[[ Extracted records, beginning ]]

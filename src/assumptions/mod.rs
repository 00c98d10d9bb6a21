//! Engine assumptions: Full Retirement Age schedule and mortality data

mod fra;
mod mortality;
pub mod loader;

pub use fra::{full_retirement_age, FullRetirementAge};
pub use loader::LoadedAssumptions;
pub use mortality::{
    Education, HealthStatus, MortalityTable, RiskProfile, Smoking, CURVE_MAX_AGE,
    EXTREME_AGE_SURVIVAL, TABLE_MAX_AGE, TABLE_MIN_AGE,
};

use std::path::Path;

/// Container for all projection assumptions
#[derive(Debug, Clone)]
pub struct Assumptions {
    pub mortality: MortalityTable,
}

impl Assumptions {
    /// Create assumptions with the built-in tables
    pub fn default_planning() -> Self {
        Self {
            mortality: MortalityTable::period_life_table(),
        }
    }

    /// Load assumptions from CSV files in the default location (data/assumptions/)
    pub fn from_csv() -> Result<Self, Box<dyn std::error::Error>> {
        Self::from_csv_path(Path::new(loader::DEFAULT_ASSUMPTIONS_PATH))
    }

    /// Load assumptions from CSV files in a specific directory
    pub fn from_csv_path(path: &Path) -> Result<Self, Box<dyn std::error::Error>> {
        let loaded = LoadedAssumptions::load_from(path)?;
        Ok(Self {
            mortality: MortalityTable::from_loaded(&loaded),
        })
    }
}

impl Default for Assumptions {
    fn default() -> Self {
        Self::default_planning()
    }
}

[[ Extracted records, end ]]
[[ Extracted records, beginning ]]

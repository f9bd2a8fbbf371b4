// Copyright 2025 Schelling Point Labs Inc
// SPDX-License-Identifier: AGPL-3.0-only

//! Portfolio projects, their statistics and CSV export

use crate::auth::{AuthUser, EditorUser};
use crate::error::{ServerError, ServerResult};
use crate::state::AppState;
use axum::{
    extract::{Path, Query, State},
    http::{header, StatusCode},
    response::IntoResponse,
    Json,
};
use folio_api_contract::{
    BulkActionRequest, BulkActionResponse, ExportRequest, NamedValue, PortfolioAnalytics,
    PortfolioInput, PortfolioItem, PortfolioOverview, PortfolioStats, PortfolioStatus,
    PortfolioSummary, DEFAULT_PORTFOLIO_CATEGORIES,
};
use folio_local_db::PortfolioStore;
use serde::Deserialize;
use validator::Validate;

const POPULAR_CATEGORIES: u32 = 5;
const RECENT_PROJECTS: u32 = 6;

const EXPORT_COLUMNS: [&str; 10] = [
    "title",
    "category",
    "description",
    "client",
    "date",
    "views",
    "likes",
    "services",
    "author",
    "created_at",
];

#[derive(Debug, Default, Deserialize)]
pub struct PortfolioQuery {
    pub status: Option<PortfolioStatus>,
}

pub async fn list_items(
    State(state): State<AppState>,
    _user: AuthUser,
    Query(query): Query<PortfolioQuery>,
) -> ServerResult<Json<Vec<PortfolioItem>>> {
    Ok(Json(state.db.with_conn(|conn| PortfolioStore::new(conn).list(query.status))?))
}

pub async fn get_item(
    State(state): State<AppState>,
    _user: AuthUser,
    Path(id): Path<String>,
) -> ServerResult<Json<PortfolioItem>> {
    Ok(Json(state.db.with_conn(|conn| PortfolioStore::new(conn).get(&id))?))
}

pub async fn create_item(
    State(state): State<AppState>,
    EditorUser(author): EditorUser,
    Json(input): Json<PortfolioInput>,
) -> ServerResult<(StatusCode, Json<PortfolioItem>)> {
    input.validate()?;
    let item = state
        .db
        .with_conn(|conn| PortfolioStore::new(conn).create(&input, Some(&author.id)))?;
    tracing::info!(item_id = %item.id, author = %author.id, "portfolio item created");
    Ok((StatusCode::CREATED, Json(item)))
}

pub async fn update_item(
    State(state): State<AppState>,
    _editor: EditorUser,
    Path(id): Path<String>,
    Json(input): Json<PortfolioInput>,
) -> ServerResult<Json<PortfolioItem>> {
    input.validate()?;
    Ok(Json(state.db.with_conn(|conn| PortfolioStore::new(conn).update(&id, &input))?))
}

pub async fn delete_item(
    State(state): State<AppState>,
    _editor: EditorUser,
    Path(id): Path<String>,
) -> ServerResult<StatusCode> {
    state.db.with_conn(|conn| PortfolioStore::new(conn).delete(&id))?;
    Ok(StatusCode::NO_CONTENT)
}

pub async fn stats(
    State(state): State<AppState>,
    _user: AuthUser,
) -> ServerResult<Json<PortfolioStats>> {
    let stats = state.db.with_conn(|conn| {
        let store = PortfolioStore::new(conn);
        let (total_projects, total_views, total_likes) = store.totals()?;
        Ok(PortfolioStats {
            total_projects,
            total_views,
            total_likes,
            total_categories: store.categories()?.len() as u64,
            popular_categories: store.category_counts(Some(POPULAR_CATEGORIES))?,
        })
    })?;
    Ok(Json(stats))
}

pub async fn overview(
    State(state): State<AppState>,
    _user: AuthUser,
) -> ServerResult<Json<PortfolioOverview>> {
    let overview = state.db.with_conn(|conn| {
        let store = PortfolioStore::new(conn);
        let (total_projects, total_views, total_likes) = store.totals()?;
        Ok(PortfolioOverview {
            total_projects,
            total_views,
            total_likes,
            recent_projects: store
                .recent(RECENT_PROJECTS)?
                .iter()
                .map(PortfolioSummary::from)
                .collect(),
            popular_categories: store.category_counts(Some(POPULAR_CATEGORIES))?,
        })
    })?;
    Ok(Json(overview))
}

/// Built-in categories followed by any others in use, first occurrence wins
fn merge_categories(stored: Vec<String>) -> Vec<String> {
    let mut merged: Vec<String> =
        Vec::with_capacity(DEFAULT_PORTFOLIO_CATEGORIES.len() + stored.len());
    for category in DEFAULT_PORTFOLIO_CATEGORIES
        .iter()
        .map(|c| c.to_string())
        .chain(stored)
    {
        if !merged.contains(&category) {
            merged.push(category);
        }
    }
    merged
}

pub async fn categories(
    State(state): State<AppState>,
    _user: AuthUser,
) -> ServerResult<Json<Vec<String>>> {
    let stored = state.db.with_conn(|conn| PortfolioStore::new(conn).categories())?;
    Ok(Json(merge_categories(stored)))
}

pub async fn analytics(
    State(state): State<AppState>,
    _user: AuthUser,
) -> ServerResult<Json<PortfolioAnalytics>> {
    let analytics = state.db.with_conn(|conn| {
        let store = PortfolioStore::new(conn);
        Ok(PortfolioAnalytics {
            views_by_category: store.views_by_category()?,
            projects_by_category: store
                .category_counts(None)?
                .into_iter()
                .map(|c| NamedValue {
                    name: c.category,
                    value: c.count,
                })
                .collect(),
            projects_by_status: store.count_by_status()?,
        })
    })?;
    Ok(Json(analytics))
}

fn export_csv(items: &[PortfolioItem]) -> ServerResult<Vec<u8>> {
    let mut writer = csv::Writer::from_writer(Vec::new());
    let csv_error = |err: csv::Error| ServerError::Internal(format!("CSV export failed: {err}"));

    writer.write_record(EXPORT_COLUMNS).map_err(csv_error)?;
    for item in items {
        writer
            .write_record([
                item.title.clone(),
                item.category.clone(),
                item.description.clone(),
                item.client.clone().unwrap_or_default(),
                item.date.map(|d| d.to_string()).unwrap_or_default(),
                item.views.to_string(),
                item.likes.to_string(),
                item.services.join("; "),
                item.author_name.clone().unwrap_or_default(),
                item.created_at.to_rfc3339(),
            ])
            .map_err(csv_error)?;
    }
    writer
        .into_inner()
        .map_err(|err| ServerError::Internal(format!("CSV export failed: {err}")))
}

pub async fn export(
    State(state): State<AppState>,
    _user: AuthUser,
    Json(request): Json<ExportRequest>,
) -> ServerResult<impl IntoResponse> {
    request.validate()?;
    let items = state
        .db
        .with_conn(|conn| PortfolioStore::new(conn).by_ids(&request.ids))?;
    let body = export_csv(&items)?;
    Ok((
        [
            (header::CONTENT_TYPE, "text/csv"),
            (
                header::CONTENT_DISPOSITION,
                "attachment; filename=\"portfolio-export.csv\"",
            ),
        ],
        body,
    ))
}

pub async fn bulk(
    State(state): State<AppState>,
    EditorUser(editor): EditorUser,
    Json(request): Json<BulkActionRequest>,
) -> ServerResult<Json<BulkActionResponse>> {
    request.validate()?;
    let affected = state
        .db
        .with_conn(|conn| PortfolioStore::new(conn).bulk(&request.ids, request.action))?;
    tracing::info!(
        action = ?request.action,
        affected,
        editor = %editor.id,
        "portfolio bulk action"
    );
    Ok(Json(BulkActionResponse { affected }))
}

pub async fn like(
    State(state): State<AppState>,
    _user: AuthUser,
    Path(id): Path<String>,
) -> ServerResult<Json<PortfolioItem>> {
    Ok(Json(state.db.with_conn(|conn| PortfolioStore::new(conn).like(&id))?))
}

[[ Extracted records, end ]]
[[ Extracted records, beginning ]]

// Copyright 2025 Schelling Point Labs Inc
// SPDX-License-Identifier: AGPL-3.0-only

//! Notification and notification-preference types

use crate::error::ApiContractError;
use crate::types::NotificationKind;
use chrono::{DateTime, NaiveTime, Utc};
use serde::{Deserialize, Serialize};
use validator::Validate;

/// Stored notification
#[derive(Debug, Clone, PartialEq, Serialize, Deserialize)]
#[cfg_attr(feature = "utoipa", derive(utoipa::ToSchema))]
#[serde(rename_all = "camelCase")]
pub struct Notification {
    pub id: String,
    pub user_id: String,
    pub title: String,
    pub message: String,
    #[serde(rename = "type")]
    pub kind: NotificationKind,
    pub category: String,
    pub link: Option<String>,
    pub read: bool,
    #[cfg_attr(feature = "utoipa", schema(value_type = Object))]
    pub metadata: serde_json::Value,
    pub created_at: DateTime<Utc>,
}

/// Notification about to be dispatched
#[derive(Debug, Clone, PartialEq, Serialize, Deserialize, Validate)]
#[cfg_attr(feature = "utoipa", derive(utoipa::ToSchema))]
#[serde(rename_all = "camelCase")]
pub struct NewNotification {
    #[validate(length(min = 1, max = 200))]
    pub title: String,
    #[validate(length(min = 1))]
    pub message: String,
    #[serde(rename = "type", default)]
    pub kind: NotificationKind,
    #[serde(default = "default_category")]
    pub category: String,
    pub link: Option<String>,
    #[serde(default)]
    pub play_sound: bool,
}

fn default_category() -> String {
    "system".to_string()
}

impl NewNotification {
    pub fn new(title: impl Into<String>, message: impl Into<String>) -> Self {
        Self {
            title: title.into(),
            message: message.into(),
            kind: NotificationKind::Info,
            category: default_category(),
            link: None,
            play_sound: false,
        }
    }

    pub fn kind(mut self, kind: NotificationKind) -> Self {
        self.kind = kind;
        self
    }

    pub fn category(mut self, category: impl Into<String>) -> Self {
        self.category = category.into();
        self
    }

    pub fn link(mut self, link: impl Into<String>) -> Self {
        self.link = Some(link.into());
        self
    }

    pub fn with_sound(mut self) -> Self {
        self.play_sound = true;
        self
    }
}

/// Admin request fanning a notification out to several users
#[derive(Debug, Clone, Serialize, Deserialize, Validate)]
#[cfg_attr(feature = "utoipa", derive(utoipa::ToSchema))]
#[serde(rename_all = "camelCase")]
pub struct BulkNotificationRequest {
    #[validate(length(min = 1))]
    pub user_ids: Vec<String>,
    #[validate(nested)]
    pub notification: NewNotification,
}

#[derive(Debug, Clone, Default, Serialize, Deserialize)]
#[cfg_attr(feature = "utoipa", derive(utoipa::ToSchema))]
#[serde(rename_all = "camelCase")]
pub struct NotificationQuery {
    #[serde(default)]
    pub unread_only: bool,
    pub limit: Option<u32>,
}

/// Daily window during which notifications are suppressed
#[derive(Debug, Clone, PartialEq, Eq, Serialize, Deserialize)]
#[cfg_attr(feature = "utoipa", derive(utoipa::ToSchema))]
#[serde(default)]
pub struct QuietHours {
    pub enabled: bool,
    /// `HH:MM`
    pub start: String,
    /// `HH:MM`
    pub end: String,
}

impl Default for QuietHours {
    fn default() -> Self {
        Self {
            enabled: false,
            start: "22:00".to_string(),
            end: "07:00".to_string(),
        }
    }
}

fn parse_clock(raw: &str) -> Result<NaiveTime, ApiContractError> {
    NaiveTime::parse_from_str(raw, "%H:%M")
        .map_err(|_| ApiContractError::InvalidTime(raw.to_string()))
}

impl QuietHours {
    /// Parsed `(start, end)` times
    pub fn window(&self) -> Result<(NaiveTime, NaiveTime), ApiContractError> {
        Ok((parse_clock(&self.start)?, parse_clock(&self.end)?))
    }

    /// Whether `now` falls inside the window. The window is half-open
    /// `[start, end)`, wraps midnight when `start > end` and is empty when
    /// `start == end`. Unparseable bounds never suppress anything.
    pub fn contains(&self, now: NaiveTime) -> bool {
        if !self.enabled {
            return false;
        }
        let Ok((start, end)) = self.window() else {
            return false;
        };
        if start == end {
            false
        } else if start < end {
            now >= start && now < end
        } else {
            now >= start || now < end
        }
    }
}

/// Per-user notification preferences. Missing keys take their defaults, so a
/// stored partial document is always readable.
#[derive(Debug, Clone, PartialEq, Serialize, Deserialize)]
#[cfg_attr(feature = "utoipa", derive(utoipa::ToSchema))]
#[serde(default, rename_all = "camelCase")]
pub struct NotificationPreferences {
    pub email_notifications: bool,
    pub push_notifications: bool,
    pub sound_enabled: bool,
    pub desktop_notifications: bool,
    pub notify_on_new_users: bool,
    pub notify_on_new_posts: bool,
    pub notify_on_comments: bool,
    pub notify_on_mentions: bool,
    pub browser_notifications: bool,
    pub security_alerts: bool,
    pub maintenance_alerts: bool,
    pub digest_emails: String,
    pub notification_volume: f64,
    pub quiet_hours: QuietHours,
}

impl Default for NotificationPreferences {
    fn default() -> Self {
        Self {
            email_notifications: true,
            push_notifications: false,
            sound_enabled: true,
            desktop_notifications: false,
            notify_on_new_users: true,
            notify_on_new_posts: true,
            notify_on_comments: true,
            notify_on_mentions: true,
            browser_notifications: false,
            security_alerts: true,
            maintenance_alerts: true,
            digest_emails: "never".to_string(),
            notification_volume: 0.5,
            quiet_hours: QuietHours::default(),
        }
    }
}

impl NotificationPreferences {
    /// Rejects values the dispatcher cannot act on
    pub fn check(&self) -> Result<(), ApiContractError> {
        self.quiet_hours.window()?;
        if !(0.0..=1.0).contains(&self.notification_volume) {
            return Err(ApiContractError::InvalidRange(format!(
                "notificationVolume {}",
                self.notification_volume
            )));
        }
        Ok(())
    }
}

[[ Extracted records, end ]]

■ Problem details ■
Which lines of the data include the string "PartialEq"? Copy each of them.

■ Result of this exercise ■
#[derive(Debug, Clone, PartialEq, Serialize, Deserialize)]
#[derive(Debug, Clone, PartialEq, Serialize, Deserialize, Validate)]
#[derive(Debug, Clone, PartialEq, Eq, Serialize, Deserialize)]
#[derive(Debug, Clone, PartialEq, Serialize, Deserialize)]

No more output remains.